The General Government debt was listed at P4.8 trillion, a 5.1% increase from the P4.6 trillion recorded during the same period last year. This can be attributed to the P238.0 billion addition in outstanding National Government (NG) debt (net of the Bond Sinking Fund holdings). Domestic borrowings rose by 4.9% while foreign debt, which comprise 38% of NG debt stock went up by 4.5% reflecting the impact of peso depreciation.

General Government debt consists of the outstanding debt of the NG, the CB-BOL, Social Security Institutions, and the Local Government Units less intra- sector debt holdings of government securities including those held by the BSF.

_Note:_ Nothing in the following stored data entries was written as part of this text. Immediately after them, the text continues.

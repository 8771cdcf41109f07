//! Variable placeholder resolution for policy statements
//!
//! Action and resource strings may carry `${name}` placeholders that
//! are substituted per policy instance at decision time. Unknown
//! placeholders stay verbatim so that a missing binding can never
//! silently widen a pattern.

use crate::policy::Statement;
use regex::Regex;
use std::borrow::Cow;
use std::collections::{BTreeSet, HashMap};

/// Placeholder grammar: `${` + one or more `[A-Za-z0-9_.]` + `}`
///
/// No nesting, no escaping. A literal `${` without a well-formed name
/// and closing brace is simply not a placeholder and passes through.
const PLACEHOLDER_PATTERN: &str = r"\$\{([A-Za-z0-9_.]+)\}";

/// Resolves `${name}` placeholders against per-instance variable bags
#[derive(Debug)]
pub struct TemplateResolver {
    placeholder: Regex,
}

impl TemplateResolver {
    /// Create a new resolver
    pub fn new() -> Self {
        Self {
            // The pattern is a compile-time constant and always valid
            placeholder: Regex::new(PLACEHOLDER_PATTERN)
                .unwrap_or_else(|_| unreachable!("placeholder pattern is valid")),
        }
    }

    /// Substitute every known placeholder in a template string
    ///
    /// Placeholders whose name is absent from `vars` remain verbatim.
    ///
    /// # Examples
    ///
    /// ```
    /// use std::collections::HashMap;
    /// use warden_authz::template::TemplateResolver;
    ///
    /// let resolver = TemplateResolver::new();
    /// let vars = HashMap::from([("var1".to_string(), "alpha".to_string())]);
    /// assert_eq!(resolver.resolve("res:${var1}:x", &vars), "res:alpha:x");
    /// assert_eq!(resolver.resolve("res:${other}:x", &vars), "res:${other}:x");
    /// ```
    pub fn resolve(&self, template: &str, vars: &HashMap<String, String>) -> String {
        self.placeholder
            .replace_all(template, |caps: &regex::Captures<'_>| {
                let name = &caps[1];
                match vars.get(name) {
                    Some(value) => Cow::Owned(value.clone()),
                    None => Cow::Owned(caps[0].to_string()),
                }
            })
            .into_owned()
    }

    /// Collect the distinct placeholder names in a template string
    pub fn names_in(&self, template: &str, out: &mut BTreeSet<String>) {
        for caps in self.placeholder.captures_iter(template) {
            out.insert(caps[1].to_string());
        }
    }

    /// Collect every distinct placeholder name over a statement list
    ///
    /// Scans all action and resource strings; used by the policy
    /// variable introspection endpoint.
    pub fn variable_names(&self, statements: &[Statement]) -> BTreeSet<String> {
        let mut names = BTreeSet::new();
        for statement in statements {
            for action in &statement.actions {
                self.names_in(action, &mut names);
            }
            for resource in &statement.resources {
                self.names_in(resource, &mut names);
            }
        }
        names
    }
}

impl Default for TemplateResolver {
    fn default() -> Self {
        Self::new()
    }
}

Furthermore, Local Government debt slightly increased by 1.4% to P69.4 billion compared to last year’s level of P68.5 billion due to higher loan availments. Tranche releases are based on project accomplishments. Social Security Institutions such as the GSIS and the SSS did not add to the debt stock but raised their holdings of Government Securities by 1.2% or P5.9 billion from last year’s level. (DOF)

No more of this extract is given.